The Register reports that, “the MANRS group pushes four main approaches, two technical and two cultural: filtering, anti-spoofing, and then coordination and validation.” In combination, it says, those efforts “help weed out bad routing information and so reduce the ability to carry out attacks.”
With the recent sign-ups of Azion and Cloudflare, MANRS now has a membership of “up to over 300 organizations and cover[s] a significant chunk of global Internet traffic (roughly 50 percent in fact).” Cloudflare CTO John Graham-Cumming added that, “route leaks have a cascading negative impact on businesses, and coordinated action is needed by the Internet infrastructure community to improve the security, resilience, and reliability of networks.”
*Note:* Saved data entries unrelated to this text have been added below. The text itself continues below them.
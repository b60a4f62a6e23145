//! Report publishing: markdown file and sticky PR comment

use reqwest::Method;
use serde::Deserialize;
use serde_json::json;
use std::fs;
use std::path::Path;

use crate::error::Result;
use crate::github::GithubClient;
use crate::report::{Report, COMMENT_MARKER};

const COMMENTS_PER_PAGE: usize = 100;

/// Write the rendered comment body to a file
pub fn write_markdown(report: &Report, path: &Path) -> Result<()> {
    if let Some(parent) = path.parent().filter(|p| !p.as_os_str().is_empty()) {
        fs::create_dir_all(parent)?;
    }
    fs::write(path, report.to_markdown())?;
    Ok(())
}

#[derive(Debug, Deserialize)]
struct IssueComment {
    id: u64,
    #[serde(default)]
    body: Option<String>,
}

/// What `GithubCommenter::publish` did
#[derive(Debug, Clone, Copy, PartialEq, Eq)]
pub enum CommentAction {
    Created,
    Updated(u64),
}

/// Keeps a single review comment per pull request up to date
pub struct GithubCommenter<'a> {
    client: &'a GithubClient,
}

impl<'a> GithubCommenter<'a> {
    pub fn new(client: &'a GithubClient) -> Self {
        Self { client }
    }

    pub async fn publish(&self, report: &Report) -> Result<CommentAction> {
        let body = json!({ "body": report.to_markdown() });

        match self.find_existing().await? {
            Some(id) => {
                self.client
                    .send(Method::PATCH, &format!("/issues/comments/{}", id), &body)
                    .await?;
                tracing::info!(comment = id, "updated review comment");
                Ok(CommentAction::Updated(id))
            }
            None => {
                self.client
                    .send(
                        Method::POST,
                        &format!("/issues/{}/comments", self.client.pr()),
                        &body,
                    )
                    .await?;
                tracing::info!(pr = self.client.pr(), "created review comment");
                Ok(CommentAction::Created)
            }
        }
    }

    /// First comment on the PR that carries our marker
    async fn find_existing(&self) -> Result<Option<u64>> {
        let path = format!("/issues/{}/comments", self.client.pr());
        let mut page = 1;

        loop {
            let comments: Vec<IssueComment> = self
                .client
                .get(
                    &path,
                    &[
                        ("per_page", COMMENTS_PER_PAGE.to_string()),
                        ("page", page.to_string()),
                    ],
                )
                .await?;

            let found = comments.iter().find(|c| {
                c.body
                    .as_deref()
                    .is_some_and(|body| body.starts_with(COMMENT_MARKER))
            });
            if let Some(comment) = found {
                return Ok(Some(comment.id));
            }

            if comments.len() < COMMENTS_PER_PAGE {
                return Ok(None);
            }
            page += 1;
        }
    }
}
Netflix Open Connect’s vice president Gina Haspilaire said that, “a secure routing framework is essential to maintaining the ongoing health and stability of the global Internet, and MANRS provides the resources to develop, foster, and promote this framework.”
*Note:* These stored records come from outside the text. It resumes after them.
use serde::Deserialize;
use std::fs;
use std::path::{Path, PathBuf};

use crate::error::{Error, Result};

pub const CONFIG_FILE: &str = "prguard.toml";

#[derive(Debug, Clone, Deserialize)]
#[serde(default)]
pub struct Config {
    pub coverage: CoverageConfig,
    pub pull_request: PullRequestConfig,
    /// Manifest/lock pairs that must change together
    pub lockfiles: Vec<LockfilePair>,
}

impl Default for Config {
    fn default() -> Self {
        Self {
            coverage: CoverageConfig::default(),
            pull_request: PullRequestConfig::default(),
            lockfiles: vec![LockfilePair::new("go.mod", "go.sum")],
        }
    }
}

#[derive(Debug, Clone, Deserialize)]
#[serde(default)]
pub struct CoverageConfig {
    pub artifact_path: String,
    pub threshold: u32,
}

impl Default for CoverageConfig {
    fn default() -> Self {
        Self {
            artifact_path: "../artifacts/coverage.out".to_string(),
            threshold: 80,
        }
    }
}

#[derive(Debug, Clone, Deserialize)]
#[serde(default)]
pub struct PullRequestConfig {
    pub lines_of_code_threshold: u64,
    pub minimum_description_length: usize,
}

impl Default for PullRequestConfig {
    fn default() -> Self {
        Self {
            lines_of_code_threshold: 500,
            minimum_description_length: 50,
        }
    }
}

#[derive(Debug, Clone, PartialEq, Eq, Deserialize)]
pub struct LockfilePair {
    pub manifest: String,
    pub lock: String,
}

impl LockfilePair {
    pub fn new(manifest: &str, lock: &str) -> Self {
        Self {
            manifest: manifest.to_string(),
            lock: lock.to_string(),
        }
    }
}

/// Values from CLI flags or environment variables, applied over the file
#[derive(Debug, Clone, Default)]
pub struct Overrides {
    pub artifact_path: Option<String>,
    pub coverage_threshold: Option<u32>,
    pub lines_of_code_threshold: Option<u64>,
    pub minimum_description_length: Option<usize>,
}

impl Config {
    pub fn load(path: &Path) -> Result<Self> {
        let content = fs::read_to_string(path).map_err(|e| {
            Error::config(format!("failed to read {}: {}", path.display(), e))
        })?;

        let config: Config = toml::from_str(&content)?;
        config.validate()?;

        Ok(config)
    }

    /// Load an explicitly requested file, or `prguard.toml` in `base_dir` if present
    pub fn discover(explicit: Option<&Path>, base_dir: &Path) -> Result<Self> {
        if let Some(path) = explicit {
            return Self::load(path);
        }

        let candidate = base_dir.join(CONFIG_FILE);
        if candidate.is_file() {
            tracing::debug!(path = %candidate.display(), "loading config file");
            Self::load(&candidate)
        } else {
            Ok(Self::default())
        }
    }

    pub fn apply(&mut self, overrides: Overrides) -> Result<()> {
        if let Some(path) = overrides.artifact_path {
            self.coverage.artifact_path = path;
        }
        if let Some(threshold) = overrides.coverage_threshold {
            self.coverage.threshold = threshold;
        }
        if let Some(lines) = overrides.lines_of_code_threshold {
            self.pull_request.lines_of_code_threshold = lines;
        }
        if let Some(length) = overrides.minimum_description_length {
            self.pull_request.minimum_description_length = length;
        }

        self.validate()
    }

    fn validate(&self) -> Result<()> {
        if self.coverage.threshold > 100 {
            return Err(Error::config(format!(
                "coverage threshold {} is outside 0-100",
                self.coverage.threshold
            )));
        }

        for pair in &self.lockfiles {
            if pair.manifest.is_empty() || pair.lock.is_empty() {
                return Err(Error::config("lockfile pairs need both `manifest` and `lock`"));
            }
        }

        Ok(())
    }

    /// Expand `~` and `$VAR` in the artifact path and resolve it against `base_dir`
    pub fn artifact_path(&self, base_dir: &Path) -> Result<PathBuf> {
        let expanded = shellexpand::full(&self.coverage.artifact_path).map_err(|e| {
            Error::config(format!(
                "cannot expand artifact path `{}`: {}",
                self.coverage.artifact_path, e
            ))
        })?;

        Ok(base_dir.join(expanded.as_ref()))
    }
}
Because these companies “interconnect with thousands of other networks,” the hope is that their MANRS membership “will lead to concrete action among the roughly 60,000 network operators that make up the global Internet — and that routing security will be taken more seriously.”
According to Internet Society senior director for technology programs Andrei Robachevsky, the hope is that this “will lead to a significant reduction in the number of route hijackings, blunders, and misconfigurations … [by building] peer pressure inside the community” as well as increasing scalability and providing more transparency. He reported that there’s been a decrease in incidents “in each of the three years that MANRS has been running and expanding.”
Although MANRS has added new features, “only members can see behind the curtain where those network operators that are causing most of the problems are visible.” Robachevsky also said it is too early for trend analysis that would point to the worst offenders, noting that “most routing problems are more a result of bad configuration settings and lax security controls by operators.”
“You have to create a process and have a security framework that creates ongoing checks on compliance,” he said, calling the situation an “arms race.”
Every new MANRS member “is given an audit check … that may need to be expanded to occasional spot-checks to ensure that organizations remain compliant with the group’s standards.” When The Register pointed out China Telecom as one “that has been repeatedly fingered as a source of problematic routing,” Robachevsky said the network had already reached out to MANRS and “seemed genuinely interested in working with MANRS to fix its issues.”